ABOUT THIS EXERCISE: Scan the entries line by line and return those with "Result".

(Saved entries)
____

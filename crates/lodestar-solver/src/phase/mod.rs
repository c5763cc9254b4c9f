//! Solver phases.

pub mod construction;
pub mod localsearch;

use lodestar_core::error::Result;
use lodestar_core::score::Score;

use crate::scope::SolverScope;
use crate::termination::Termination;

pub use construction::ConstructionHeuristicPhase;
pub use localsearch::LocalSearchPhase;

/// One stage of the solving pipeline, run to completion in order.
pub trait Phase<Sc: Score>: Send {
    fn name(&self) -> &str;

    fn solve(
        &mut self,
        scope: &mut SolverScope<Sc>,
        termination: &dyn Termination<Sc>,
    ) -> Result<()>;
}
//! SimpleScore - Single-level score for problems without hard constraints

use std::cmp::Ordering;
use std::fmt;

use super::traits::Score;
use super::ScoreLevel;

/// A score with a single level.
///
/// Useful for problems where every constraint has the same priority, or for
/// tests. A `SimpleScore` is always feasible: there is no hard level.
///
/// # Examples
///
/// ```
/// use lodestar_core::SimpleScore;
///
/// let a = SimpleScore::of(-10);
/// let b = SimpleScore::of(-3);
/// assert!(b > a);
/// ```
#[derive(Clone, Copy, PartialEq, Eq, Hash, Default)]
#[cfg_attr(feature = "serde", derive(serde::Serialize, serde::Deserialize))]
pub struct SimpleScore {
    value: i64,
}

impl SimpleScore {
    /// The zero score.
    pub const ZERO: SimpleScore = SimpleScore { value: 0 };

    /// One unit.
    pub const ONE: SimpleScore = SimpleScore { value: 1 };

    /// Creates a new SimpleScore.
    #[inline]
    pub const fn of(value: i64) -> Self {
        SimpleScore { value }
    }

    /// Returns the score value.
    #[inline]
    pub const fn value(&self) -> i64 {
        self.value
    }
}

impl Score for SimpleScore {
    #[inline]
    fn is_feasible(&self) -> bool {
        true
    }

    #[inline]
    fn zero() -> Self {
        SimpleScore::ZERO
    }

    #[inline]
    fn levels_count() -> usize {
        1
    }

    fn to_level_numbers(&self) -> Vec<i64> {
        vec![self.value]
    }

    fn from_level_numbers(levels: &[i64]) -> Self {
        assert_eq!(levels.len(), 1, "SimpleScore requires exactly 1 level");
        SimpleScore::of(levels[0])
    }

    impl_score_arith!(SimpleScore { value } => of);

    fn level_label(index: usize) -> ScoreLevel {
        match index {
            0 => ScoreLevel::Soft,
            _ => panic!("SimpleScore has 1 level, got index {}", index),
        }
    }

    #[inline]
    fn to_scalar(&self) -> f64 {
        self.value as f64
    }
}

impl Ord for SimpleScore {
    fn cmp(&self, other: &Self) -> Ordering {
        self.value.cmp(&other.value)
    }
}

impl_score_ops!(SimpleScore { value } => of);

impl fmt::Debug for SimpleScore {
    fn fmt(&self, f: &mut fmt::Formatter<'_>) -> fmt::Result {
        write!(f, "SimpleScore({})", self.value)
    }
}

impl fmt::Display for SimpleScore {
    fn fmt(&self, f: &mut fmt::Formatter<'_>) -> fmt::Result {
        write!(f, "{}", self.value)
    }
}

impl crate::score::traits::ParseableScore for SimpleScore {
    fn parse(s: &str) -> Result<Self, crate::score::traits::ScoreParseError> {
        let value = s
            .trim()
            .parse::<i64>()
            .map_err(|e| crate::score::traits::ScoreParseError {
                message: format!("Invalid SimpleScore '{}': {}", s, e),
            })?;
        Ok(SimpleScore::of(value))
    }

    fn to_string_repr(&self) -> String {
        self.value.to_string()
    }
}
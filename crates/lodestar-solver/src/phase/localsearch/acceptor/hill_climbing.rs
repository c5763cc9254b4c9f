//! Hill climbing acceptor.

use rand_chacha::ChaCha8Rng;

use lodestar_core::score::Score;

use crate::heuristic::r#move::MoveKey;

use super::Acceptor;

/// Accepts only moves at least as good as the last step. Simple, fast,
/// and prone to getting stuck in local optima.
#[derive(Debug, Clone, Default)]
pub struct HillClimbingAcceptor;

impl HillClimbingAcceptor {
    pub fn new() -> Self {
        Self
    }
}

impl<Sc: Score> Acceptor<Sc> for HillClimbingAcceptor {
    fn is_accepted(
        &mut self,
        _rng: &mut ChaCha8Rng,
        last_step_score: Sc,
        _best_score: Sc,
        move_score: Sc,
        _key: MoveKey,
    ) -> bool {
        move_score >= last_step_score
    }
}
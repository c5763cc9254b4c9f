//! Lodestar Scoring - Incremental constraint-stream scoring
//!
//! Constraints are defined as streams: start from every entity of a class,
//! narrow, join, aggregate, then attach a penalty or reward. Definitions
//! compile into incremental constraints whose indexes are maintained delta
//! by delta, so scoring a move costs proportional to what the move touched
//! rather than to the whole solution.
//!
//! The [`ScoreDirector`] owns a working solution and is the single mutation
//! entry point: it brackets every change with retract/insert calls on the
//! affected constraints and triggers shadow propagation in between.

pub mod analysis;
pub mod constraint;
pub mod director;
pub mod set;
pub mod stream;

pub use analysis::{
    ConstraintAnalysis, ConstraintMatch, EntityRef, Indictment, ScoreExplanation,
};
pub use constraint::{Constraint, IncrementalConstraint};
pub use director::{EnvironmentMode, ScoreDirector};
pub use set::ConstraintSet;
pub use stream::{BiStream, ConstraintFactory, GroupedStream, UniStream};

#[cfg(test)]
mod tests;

____

SOLVED EXERCISE:
use lodestar_core::error::Result;
    ) -> Result<()>;
    fn fmt(&self, f: &mut fmt::Formatter<'_>) -> fmt::Result {
    fn fmt(&self, f: &mut fmt::Formatter<'_>) -> fmt::Result {
    fn parse(s: &str) -> Result<Self, crate::score::traits::ScoreParseError> {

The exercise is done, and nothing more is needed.